Quanto mais escrevo, pedras,
lavro, permanente, uma rubrica,
domo, pedras, a tenacidade que
se afirma no que vos institui,
pedras, dura conjugação de
ego e argamassa: pedras.
Não podeis comigo, pedras.
Aprendi vossa lição mais rija.
Pedras, não podeis comigo.
Que tão bem sou pedra.
SINTAXE VITAL
Se tive predicados, verbais ou nominais,
se fui objeto indireto, simples adjunto,
agente da passiva, quejandos ou que tais,
não preciso que me lembrem.
Quando eu repousar defunto,
do meu pretérito mais que perfeito
quero apenas que resgatem
que eu fui um bom sujeito.
Orlando Fonseca, nascido em Santa Maria‚ em 7-10-55. Professor Titular da UFSM – aposentado, Doutor em Teoria da Literatura – PUCRS, 1997 e Mestre em Literatura Brasileira – UFSM, 1991. Exerceu os cargos de Secretário de Município da Cultura (2001-2004) na Prefeitura de Santa Maria e Pró-Reitor de Graduação da UFSM (2010-2013). Cronista em mais de um veículo de Santa Maria, desde 1977, atualmente do Jornal Diário de Santa Maria e do Portal Claudemir Pereira.

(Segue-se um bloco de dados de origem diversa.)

//! Self-contained application bundle used as packaging input.
use anyhow::{Context as _, Result};
use std::path::{Component, Path, PathBuf};

use super::fs::copy_dir_recursive;
use super::staging::StagingArea;
use super::{PackContext, PackEnv};
use crate::config::Config;
use crate::error::PackError;

/// Pre-build hooks, in order of preference.
pub const PRE_BUILD_HOOKS: [&str; 2] = ["tt.pre-build", "cartridge.pre-build"];

/// File name suffixes of artifacts produced by earlier packaging runs.
const ARTIFACT_SUFFIXES: [&str; 3] = [".rpm", ".deb", ".tar.gz"];

/// Name of the runtime executable inside the bundle's binaries directory.
const RUNTIME_NAME: &str = "tarantool";

/// Copy the environment into a fresh temporary bundle directory.
///
/// VCS metadata, previously built packages and the runtime state directories
/// of the config (run, log, WAL, vinyl and memtx) are left out. The first
/// pre-build hook found is run inside the bundle and the hook files are
/// removed afterwards. With a runtime copy requested, the interpreter is
/// placed in the bundle's binaries directory.
///
/// # Errors
///
/// Returns an error if copying fails, the hook fails, or a runtime copy is
/// requested while no interpreter is known.
pub fn prepare_bundle(env: &PackEnv<'_>, ctx: &PackContext, config: &Config) -> Result<StagingArea> {
    let include_runtime = ctx.includes_runtime();
    let runtime = if include_runtime {
        Some(env.tarantool.ok_or(PackError::RuntimeNotFound)?)
    } else {
        None
    };

    let bundle = StagingArea::new(env.tmp_root, "tt-bundle-")?;
    env.log.debug(&format!(
        "Preparing bundle of {} in {}",
        env.dir.display(),
        bundle.path().display()
    ));
    let state_dirs = runtime_state_dirs(env.dir, config);
    copy_dir_recursive(env.dir, bundle.path(), &|rel| {
        is_excluded(rel) || state_dirs.iter().any(|d| d == rel)
    })?;

    run_pre_build_hook(env, bundle.path())?;

    if let Some(runtime) = runtime {
        copy_runtime(runtime, &bundle.path().join(&config.tt.app.bin_dir))?;
    }
    Ok(bundle)
}

fn is_excluded(rel: &Path) -> bool {
    if rel == Path::new(".git") {
        return true;
    }
    // Only top-level artifacts, so applications may still ship such files.
    rel.components().count() == 1
        && rel
            .to_str()
            .is_some_and(|name| ARTIFACT_SUFFIXES.iter().any(|s| name.ends_with(s)))
}

/// Directories holding instance state, relative to `env_dir`.
///
/// Absolute paths outside the environment are dropped, as is anything that
/// resolves to the environment root itself.
fn runtime_state_dirs(env_dir: &Path, config: &Config) -> Vec<PathBuf> {
    let app = &config.tt.app;
    [
        &app.run_dir,
        &app.log_dir,
        &app.wal_dir,
        &app.vinyl_dir,
        &app.memtx_dir,
    ]
    .into_iter()
    .filter_map(|dir| {
        let path = Path::new(dir.as_str());
        let rel = if path.is_absolute() {
            path.strip_prefix(env_dir).ok()?
        } else {
            path
        };
        let normalized: PathBuf = rel
            .components()
            .filter(|c| !matches!(c, Component::CurDir))
            .collect();
        (!normalized.as_os_str().is_empty()).then_some(normalized)
    })
    .collect()
}

fn run_pre_build_hook(env: &PackEnv<'_>, bundle: &Path) -> Result<()> {
    if let Some(hook) = PRE_BUILD_HOOKS.iter().find(|h| bundle.join(h).is_file()) {
        env.log.info(&format!("Running {hook}"));
        let hook_path = bundle.join(hook);
        env.executor
            .run_in(bundle, &hook_path.to_string_lossy(), &[])
            .map_err(|e| PackError::HookFailed {
                hook: (*hook).to_string(),
                message: format!("{e:#}"),
            })?;
    }

    for hook in PRE_BUILD_HOOKS {
        let path = bundle.join(hook);
        if path.is_file() {
            std::fs::remove_file(&path).with_context(|| format!("removing {}", path.display()))?;
        }
    }
    Ok(())
}

fn copy_runtime(runtime: &Path, bin_dir: &Path) -> Result<()> {
    std::fs::create_dir_all(bin_dir)
        .with_context(|| format!("creating directory {}", bin_dir.display()))?;
    let dst = bin_dir.join(RUNTIME_NAME);
    std::fs::copy(runtime, &dst)
        .with_context(|| format!("copying {} to {}", runtime.display(), dst.display()))?;
    tracing::debug!("copied runtime {} into bundle", runtime.display());
    Ok(())
}

#[cfg(test)]
#[allow(
    clippy::expect_used,
    clippy::unwrap_used,
    clippy::indexing_slicing,
    clippy::panic
)]
mod tests {
    use super::*;
    use crate::exec::test_helpers::MockExecutor;
    use crate::logging::test_helpers::MemoryLog;
    use crate::pack::PackFormat;

    struct Fixture {
        env_dir: tempfile::TempDir,
        tmp_root: tempfile::TempDir,
        executor: MockExecutor,
        log: MemoryLog,
    }

    impl Fixture {
        fn new(executor: MockExecutor) -> Self {
            let env_dir = tempfile::tempdir().unwrap();
            std::fs::write(env_dir.path().join("init.lua"), "return {}\n").unwrap();
            Self {
                env_dir,
                tmp_root: tempfile::tempdir().unwrap(),
                executor,
                log: MemoryLog::new(),
            }
        }

        fn env<'a>(&'a self, tarantool: Option<&'a Path>) -> PackEnv<'a> {
            PackEnv {
                dir: self.env_dir.path(),
                executor: &self.executor,
                log: &self.log,
                tarantool,
                tmp_root: self.tmp_root.path(),
            }
        }
    }

    fn ctx(include_runtime: bool) -> PackContext {
        PackContext {
            include_runtime: Some(include_runtime),
            ..PackContext::new(PackFormat::Tgz, "out".into())
        }
    }

    #[test]
    fn copies_environment_without_vcs_and_artifacts() {
        let fx = Fixture::new(MockExecutor::default());
        let dir = fx.env_dir.path();
        std::fs::create_dir(dir.join(".git")).unwrap();
        std::fs::write(dir.join(".git/HEAD"), "ref").unwrap();
        std::fs::write(dir.join("app-0.1.0-1.x86_64.rpm"), "old").unwrap();
        std::fs::create_dir(dir.join("data")).unwrap();
        std::fs::write(dir.join("data/fixture.rpm"), "kept").unwrap();

        let bundle = prepare_bundle(&fx.env(None), &ctx(false), &Config::defaults()).unwrap();

        assert!(bundle.path().join("init.lua").is_file());
        assert!(bundle.path().join("data/fixture.rpm").is_file());
        assert!(!bundle.path().join(".git").exists());
        assert!(!bundle.path().join("app-0.1.0-1.x86_64.rpm").exists());
        assert!(fx.executor.calls().is_empty());
    }

    #[test]
    fn bundle_is_removed_on_drop() {
        let fx = Fixture::new(MockExecutor::default());
        let bundle = prepare_bundle(&fx.env(None), &ctx(false), &Config::defaults()).unwrap();
        assert!(bundle.path().starts_with(fx.tmp_root.path()));
        drop(bundle);
        assert_eq!(std::fs::read_dir(fx.tmp_root.path()).unwrap().count(), 0);
    }

    #[test]
    fn runtime_copy_lands_in_bin_dir() {
        let fx = Fixture::new(MockExecutor::default());
        let runtime = fx.env_dir.path().join("fake-tarantool");
        std::fs::write(&runtime, "binary").unwrap();

        let bundle =
            prepare_bundle(&fx.env(Some(&runtime)), &ctx(true), &Config::defaults()).unwrap();
        assert_eq!(
            std::fs::read_to_string(bundle.path().join("bin/tarantool")).unwrap(),
            "binary"
        );
    }

    #[test]
    fn runtime_requested_without_interpreter_fails_before_copy() {
        let fx = Fixture::new(MockExecutor::default());
        let err = prepare_bundle(&fx.env(None), &ctx(true), &Config::defaults()).unwrap_err();
        assert!(matches!(
            err.downcast_ref::<PackError>(),
            Some(PackError::RuntimeNotFound)
        ));
        assert_eq!(std::fs::read_dir(fx.tmp_root.path()).unwrap().count(), 0);
    }

    #[test]
    fn pre_build_hook_runs_in_bundle_and_is_removed() {
        let fx = Fixture::new(MockExecutor::ok(""));
        std::fs::write(fx.env_dir.path().join("tt.pre-build"), "#!/bin/sh\n").unwrap();
        std::fs::write(fx.env_dir.path().join("cartridge.pre-build"), "#!/bin/sh\n").unwrap();

        let bundle = prepare_bundle(&fx.env(None), &ctx(false), &Config::defaults()).unwrap();

        let calls = fx.executor.calls();
        assert_eq!(calls.len(), 1);
        assert!(calls[0].0.ends_with("tt.pre-build"), "{calls:?}");
        assert!(calls[0].0.starts_with(&*bundle.path().to_string_lossy()));
        assert!(!bundle.path().join("tt.pre-build").exists());
        assert!(!bundle.path().join("cartridge.pre-build").exists());
        assert!(fx.env_dir.path().join("tt.pre-build").exists());
    }

    #[test]
    fn failing_hook_aborts_and_cleans_up() {
        let fx = Fixture::new(MockExecutor::fail("rocks make failed"));
        std::fs::write(fx.env_dir.path().join("cartridge.pre-build"), "#!/bin/sh\n").unwrap();

        let err = prepare_bundle(&fx.env(None), &ctx(false), &Config::defaults()).unwrap_err();
        match err.downcast_ref::<PackError>() {
            Some(PackError::HookFailed { hook, message }) => {
                assert_eq!(hook, "cartridge.pre-build");
                assert!(message.contains("rocks make failed"), "{message}");
            }
            other => panic!("unexpected error: {other:?}"),
        }
        assert_eq!(std::fs::read_dir(fx.tmp_root.path()).unwrap().count(), 0);
    }

    #[test]
    fn runtime_state_is_not_bundled() {
        let fx = Fixture::new(MockExecutor::default());
        let dir = fx.env_dir.path();
        std::fs::create_dir_all(dir.join("var/log/app")).unwrap();
        std::fs::write(dir.join("var/log/app/inst.log"), "log").unwrap();
        std::fs::create_dir_all(dir.join("var/lib/app")).unwrap();
        std::fs::write(dir.join("var/lib/app/00000.snap"), "snap").unwrap();
        std::fs::create_dir_all(dir.join("var/cache")).unwrap();
        std::fs::write(dir.join("var/cache/keep"), "kept").unwrap();

        let bundle = prepare_bundle(&fx.env(None), &ctx(false), &Config::defaults()).unwrap();

        assert!(!bundle.path().join("var/log").exists());
        assert!(!bundle.path().join("var/lib").exists());
        assert!(bundle.path().join("var/cache/keep").is_file());
    }

    #[cfg(unix)]
    #[test]
    fn live_environment_with_control_socket_is_bundled() {
        let fx = Fixture::new(MockExecutor::default());
        let run_dir = fx.env_dir.path().join("var/run/app");
        std::fs::create_dir_all(&run_dir).unwrap();
        let _listener =
            std::os::unix::net::UnixListener::bind(run_dir.join("inst.control")).unwrap();

        let bundle = prepare_bundle(&fx.env(None), &ctx(false), &Config::defaults()).unwrap();

        assert!(bundle.path().join("init.lua").is_file());
        assert!(!bundle.path().join("var/run").exists());
    }

    #[test]
    fn configured_state_dirs_are_resolved_against_environment() {
        let env_dir = Path::new("/srv/env");
        let mut config = Config::defaults();
        config.tt.app.run_dir = "./state/run".to_string();
        config.tt.app.log_dir = "/srv/env/logs".to_string();
        config.tt.app.wal_dir = "/var/lib/tarantool".to_string();
        config.tt.app.vinyl_dir = ".".to_string();

        let dirs = runtime_state_dirs(env_dir, &config);

        assert_eq!(
            dirs,
            vec![
                PathBuf::from("state/run"),
                PathBuf::from("logs"),
                PathBuf::from("var/lib"),
            ]
        );
    }
}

Tem vários prêmios literários, destaque para o Prêmio Adolfo Aizen, categoria aventura, da União Brasileira de Escritores, pela novela Da noite para o dia, em 2002; também finalista no Prêmio Açorianos, da Prefeitura de Porto Alegre, pelo mesmo livro, em 2002. Autor de várias obras em gêneros diversos, destaque para Poço de Luz, novela, IEL, 1989; O fenômeno da produção poética, ensaio, Editora da UFSM, em 2001; Da noite para o dia e Na marca do pênalti, novelas juvenis, WS Editor, 2001 e 2011, e o Musical Imembuy, com músicas de Otávio Segala. Atualmente exerce o cargo de Presidente do Conselho Municipal de Políticas Culturais.